--- Assigned task ---
Exactly as they appear, copy the lines from the start of the entries below to the line containing "through serde so", both ends included.

(Provided data Opens)

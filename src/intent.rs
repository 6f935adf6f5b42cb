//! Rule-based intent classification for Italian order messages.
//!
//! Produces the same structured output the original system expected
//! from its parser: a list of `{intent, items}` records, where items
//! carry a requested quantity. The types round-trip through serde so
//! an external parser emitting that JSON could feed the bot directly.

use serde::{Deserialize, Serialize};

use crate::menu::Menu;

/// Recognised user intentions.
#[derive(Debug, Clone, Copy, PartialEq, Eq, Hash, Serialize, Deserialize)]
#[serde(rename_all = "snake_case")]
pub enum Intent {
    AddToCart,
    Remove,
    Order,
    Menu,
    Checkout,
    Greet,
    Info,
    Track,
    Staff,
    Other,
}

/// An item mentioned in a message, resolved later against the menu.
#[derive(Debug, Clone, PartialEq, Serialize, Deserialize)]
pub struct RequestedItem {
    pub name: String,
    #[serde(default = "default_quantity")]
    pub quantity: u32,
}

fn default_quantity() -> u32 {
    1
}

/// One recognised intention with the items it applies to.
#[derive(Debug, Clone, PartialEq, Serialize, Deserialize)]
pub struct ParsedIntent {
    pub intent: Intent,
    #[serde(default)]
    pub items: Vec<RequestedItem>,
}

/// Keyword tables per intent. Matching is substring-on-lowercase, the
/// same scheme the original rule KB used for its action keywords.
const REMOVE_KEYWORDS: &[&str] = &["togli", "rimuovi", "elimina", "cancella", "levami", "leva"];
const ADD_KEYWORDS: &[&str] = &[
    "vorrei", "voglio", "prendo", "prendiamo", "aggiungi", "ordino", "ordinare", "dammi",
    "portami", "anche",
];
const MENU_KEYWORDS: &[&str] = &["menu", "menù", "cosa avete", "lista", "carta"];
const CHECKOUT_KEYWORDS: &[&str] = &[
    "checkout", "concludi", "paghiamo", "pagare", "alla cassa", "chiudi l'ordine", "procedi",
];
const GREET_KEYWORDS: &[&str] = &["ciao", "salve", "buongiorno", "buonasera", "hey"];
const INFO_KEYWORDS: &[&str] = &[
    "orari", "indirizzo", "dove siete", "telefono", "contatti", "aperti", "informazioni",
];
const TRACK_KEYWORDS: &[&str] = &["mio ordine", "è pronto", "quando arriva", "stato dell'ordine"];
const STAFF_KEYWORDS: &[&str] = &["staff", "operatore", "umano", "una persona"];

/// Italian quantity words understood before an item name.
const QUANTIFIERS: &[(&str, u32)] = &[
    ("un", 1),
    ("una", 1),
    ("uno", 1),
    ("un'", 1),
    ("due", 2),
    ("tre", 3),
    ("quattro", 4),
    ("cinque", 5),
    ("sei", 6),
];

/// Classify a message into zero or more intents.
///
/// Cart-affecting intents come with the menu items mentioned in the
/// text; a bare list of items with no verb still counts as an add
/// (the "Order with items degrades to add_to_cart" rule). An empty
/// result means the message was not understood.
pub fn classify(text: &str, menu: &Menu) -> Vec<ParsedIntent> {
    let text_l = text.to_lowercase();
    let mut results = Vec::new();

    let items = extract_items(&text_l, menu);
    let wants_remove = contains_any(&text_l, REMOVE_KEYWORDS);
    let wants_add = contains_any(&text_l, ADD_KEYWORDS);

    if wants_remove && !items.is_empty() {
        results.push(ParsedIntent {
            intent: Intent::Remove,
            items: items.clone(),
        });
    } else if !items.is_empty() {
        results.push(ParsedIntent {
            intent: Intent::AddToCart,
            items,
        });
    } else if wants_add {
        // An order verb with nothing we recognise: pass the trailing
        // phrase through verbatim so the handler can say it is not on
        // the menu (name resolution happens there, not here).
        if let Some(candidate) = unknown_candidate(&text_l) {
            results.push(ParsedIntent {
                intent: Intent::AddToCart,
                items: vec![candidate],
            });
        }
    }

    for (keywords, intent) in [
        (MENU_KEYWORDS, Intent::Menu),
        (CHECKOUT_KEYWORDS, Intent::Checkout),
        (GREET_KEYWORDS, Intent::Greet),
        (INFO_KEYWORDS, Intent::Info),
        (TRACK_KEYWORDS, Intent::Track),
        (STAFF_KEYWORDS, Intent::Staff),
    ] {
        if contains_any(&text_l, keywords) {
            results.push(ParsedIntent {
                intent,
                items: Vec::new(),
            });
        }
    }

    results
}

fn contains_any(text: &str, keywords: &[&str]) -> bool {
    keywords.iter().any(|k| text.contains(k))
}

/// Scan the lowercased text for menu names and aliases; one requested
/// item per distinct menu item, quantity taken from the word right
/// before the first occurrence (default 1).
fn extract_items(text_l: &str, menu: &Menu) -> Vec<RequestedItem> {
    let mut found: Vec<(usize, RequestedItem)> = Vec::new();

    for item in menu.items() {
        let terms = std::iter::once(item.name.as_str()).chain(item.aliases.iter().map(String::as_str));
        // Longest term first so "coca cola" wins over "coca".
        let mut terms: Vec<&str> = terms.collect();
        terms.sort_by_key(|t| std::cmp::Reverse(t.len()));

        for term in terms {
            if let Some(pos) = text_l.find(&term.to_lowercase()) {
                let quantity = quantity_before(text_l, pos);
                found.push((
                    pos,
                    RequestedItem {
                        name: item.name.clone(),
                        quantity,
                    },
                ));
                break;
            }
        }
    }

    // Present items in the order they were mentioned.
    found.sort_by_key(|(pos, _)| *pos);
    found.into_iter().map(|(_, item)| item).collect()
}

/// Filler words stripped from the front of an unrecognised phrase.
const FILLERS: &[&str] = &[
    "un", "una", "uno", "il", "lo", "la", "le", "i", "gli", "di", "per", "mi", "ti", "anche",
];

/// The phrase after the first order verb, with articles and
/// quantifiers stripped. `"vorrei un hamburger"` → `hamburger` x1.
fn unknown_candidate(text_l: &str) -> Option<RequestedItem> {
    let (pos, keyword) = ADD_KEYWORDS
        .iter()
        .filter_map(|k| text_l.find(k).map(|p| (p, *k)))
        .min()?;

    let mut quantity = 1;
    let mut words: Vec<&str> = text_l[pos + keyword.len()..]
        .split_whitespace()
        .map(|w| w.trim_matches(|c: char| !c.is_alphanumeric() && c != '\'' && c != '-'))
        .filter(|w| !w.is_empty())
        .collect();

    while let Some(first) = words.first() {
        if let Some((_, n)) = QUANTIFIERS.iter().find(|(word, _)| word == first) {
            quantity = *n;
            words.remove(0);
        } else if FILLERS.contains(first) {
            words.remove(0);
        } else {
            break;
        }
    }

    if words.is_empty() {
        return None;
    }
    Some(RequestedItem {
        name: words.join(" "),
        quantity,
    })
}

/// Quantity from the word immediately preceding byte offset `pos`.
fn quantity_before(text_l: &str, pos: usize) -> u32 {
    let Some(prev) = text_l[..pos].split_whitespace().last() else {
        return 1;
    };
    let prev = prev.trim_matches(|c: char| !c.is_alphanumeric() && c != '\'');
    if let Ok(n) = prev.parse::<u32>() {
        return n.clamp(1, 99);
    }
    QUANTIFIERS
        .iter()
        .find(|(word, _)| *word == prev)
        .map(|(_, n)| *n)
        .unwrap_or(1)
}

(Provided data Closes)

--- Response ---
filename src/intent.rs
repository 6f935adf6f5b42cb
//! Rule-based intent classification for Italian order messages.
//!
//! Produces the same structured output the original system expected
//! from its parser: a list of `{intent, items}` records, where items
//! carry a requested quantity. The types round-trip through serde so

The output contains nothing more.